• [GOAL OF THE EXERCISE] Print word for word the first line of the records below and every following line through the one containing "let sky = colors::SKY;"; print nothing else.

• [SUPPLIED INFORMATION]
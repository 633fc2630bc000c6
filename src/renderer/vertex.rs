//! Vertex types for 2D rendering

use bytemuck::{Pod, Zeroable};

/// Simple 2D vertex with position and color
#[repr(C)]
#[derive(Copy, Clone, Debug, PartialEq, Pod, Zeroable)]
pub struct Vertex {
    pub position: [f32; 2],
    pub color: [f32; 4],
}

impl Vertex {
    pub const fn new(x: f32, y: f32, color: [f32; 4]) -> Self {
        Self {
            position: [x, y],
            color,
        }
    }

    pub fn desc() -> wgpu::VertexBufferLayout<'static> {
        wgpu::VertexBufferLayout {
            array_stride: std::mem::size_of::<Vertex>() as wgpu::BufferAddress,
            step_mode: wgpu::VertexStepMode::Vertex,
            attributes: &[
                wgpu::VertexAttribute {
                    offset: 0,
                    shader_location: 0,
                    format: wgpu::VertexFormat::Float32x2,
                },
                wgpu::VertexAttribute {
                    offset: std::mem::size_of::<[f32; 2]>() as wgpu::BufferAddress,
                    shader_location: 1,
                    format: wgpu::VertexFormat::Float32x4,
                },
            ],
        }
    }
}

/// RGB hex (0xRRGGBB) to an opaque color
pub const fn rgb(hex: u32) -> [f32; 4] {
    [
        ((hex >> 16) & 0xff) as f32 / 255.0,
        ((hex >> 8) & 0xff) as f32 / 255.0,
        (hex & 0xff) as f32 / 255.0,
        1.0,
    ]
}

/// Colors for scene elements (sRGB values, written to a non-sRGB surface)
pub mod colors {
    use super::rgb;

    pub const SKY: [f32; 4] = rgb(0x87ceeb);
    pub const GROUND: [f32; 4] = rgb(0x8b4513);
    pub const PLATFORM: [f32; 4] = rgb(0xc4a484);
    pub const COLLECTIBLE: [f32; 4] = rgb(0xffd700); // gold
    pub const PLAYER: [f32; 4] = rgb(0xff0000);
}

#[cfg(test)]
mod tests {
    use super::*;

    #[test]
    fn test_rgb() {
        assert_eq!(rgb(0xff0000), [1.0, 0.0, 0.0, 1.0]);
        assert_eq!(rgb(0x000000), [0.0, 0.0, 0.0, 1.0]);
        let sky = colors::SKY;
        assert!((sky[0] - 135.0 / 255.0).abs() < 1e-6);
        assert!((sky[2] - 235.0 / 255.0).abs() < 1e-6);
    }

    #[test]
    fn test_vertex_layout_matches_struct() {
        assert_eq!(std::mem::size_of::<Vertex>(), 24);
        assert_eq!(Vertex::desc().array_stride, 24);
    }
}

• [REPLY]
repository 633fc2630bc000c6
filename src/renderer/vertex.rs
//! Vertex types for 2D rendering

use bytemuck::{Pod, Zeroable};

/// Simple 2D vertex with position and color
#[repr(C)]
#[derive(Copy, Clone, Debug, PartialEq, Pod, Zeroable)]
pub struct Vertex {
    pub position: [f32; 2],
    pub color: [f32; 4],
}

impl Vertex {
    pub const fn new(x: f32, y: f32, color: [f32; 4]) -> Self {
        Self {
            position: [x, y],
            color,
        }
    }

    pub fn desc() -> wgpu::VertexBufferLayout<'static> {
        wgpu::VertexBufferLayout {
            array_stride: std::mem::size_of::<Vertex>() as wgpu::BufferAddress,
            step_mode: wgpu::VertexStepMode::Vertex,
            attributes: &[
                wgpu::VertexAttribute {
                    offset: 0,
                    shader_location: 0,
                    format: wgpu::VertexFormat::Float32x2,
                },
                wgpu::VertexAttribute {
                    offset: std::mem::size_of::<[f32; 2]>() as wgpu::BufferAddress,
                    shader_location: 1,
                    format: wgpu::VertexFormat::Float32x4,
                },
            ],
        }
    }
}

/// RGB hex (0xRRGGBB) to an opaque color
pub const fn rgb(hex: u32) -> [f32; 4] {
    [
        ((hex >> 16) & 0xff) as f32 / 255.0,
        ((hex >> 8) & 0xff) as f32 / 255.0,
        (hex & 0xff) as f32 / 255.0,
        1.0,
    ]
}

/// Colors for scene elements (sRGB values, written to a non-sRGB surface)
pub mod colors {
    use super::rgb;

    pub const SKY: [f32; 4] = rgb(0x87ceeb);
    pub const GROUND: [f32; 4] = rgb(0x8b4513);
    pub const PLATFORM: [f32; 4] = rgb(0xc4a484);
    pub const COLLECTIBLE: [f32; 4] = rgb(0xffd700); // gold
    pub const PLAYER: [f32; 4] = rgb(0xff0000);
}

#[cfg(test)]
mod tests {
    use super::*;

    #[test]
    fn test_rgb() {
        assert_eq!(rgb(0xff0000), [1.0, 0.0, 0.0, 1.0]);
        assert_eq!(rgb(0x000000), [0.0, 0.0, 0.0, 1.0]);
        let sky = colors::SKY;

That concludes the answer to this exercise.